EXERCISE INSTRUCTIONS -
Whenever a line in the data contains "store", show that line.

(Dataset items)
::::

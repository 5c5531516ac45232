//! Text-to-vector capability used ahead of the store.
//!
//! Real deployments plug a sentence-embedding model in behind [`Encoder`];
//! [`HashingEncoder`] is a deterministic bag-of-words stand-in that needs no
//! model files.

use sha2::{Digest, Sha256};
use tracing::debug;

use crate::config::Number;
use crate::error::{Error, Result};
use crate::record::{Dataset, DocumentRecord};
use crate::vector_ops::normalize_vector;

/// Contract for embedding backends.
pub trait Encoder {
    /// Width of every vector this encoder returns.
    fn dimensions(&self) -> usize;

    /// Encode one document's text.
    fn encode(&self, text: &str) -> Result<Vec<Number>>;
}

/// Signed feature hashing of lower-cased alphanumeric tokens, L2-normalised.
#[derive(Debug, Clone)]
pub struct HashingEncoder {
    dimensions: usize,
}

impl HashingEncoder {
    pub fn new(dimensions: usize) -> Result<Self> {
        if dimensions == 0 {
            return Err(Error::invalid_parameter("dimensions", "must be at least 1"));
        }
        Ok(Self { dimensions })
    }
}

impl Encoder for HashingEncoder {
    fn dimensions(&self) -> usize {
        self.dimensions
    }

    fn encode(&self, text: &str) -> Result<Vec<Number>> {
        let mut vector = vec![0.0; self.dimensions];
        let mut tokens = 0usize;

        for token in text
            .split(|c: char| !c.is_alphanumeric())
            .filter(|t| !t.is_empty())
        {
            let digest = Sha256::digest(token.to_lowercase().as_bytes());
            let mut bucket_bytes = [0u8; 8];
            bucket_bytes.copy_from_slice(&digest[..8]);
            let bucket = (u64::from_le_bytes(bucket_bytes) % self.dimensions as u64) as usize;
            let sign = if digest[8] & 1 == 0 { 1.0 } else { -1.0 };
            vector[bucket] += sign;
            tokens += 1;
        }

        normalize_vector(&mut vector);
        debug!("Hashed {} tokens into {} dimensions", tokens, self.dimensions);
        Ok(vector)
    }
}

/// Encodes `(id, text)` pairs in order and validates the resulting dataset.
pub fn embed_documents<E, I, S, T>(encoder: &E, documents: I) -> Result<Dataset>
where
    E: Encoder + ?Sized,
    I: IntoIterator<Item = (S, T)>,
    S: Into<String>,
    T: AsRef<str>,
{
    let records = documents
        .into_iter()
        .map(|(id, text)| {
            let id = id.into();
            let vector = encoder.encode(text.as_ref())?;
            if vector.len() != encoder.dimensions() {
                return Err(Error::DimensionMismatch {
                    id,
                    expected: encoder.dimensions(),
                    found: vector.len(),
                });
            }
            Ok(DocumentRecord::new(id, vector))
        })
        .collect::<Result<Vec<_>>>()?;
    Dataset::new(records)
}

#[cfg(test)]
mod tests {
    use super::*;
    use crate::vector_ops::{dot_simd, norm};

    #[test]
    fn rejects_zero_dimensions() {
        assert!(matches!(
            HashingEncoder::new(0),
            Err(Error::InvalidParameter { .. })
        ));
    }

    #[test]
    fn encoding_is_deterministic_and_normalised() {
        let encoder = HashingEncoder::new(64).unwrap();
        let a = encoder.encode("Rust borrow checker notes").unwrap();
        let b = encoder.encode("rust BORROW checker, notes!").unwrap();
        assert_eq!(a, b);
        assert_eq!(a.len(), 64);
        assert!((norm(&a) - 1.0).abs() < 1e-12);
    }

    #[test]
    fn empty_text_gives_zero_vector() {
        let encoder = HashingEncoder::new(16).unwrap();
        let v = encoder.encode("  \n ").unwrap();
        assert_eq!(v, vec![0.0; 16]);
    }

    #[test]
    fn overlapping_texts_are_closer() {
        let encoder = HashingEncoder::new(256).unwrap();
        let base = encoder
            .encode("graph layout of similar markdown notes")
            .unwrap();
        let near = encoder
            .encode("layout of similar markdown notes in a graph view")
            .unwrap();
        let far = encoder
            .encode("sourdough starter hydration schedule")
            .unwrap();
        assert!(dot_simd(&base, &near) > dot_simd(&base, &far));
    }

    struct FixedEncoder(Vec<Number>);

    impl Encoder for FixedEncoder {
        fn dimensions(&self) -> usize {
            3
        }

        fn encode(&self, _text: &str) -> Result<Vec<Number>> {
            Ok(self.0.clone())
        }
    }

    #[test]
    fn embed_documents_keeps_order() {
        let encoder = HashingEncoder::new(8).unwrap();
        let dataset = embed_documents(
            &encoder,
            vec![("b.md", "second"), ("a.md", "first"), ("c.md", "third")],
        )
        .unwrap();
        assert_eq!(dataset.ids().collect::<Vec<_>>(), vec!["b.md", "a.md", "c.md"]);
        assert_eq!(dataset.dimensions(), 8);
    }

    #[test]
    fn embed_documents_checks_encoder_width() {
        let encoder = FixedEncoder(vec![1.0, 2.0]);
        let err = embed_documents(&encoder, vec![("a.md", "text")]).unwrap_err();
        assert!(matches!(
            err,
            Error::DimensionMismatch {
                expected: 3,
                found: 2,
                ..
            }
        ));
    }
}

::::

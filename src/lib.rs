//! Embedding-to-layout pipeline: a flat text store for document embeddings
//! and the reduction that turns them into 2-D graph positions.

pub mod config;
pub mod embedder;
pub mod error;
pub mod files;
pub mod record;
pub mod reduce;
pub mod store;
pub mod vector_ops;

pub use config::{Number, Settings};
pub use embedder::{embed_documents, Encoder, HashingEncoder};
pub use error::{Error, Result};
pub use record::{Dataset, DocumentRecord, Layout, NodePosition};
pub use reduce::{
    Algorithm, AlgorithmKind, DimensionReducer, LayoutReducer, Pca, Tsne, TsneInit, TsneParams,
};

::::

WRITTEN SOLUTION -
//! Text-to-vector capability used ahead of the store.
//! Embedding-to-layout pipeline: a flat text store for document embeddings
pub mod store;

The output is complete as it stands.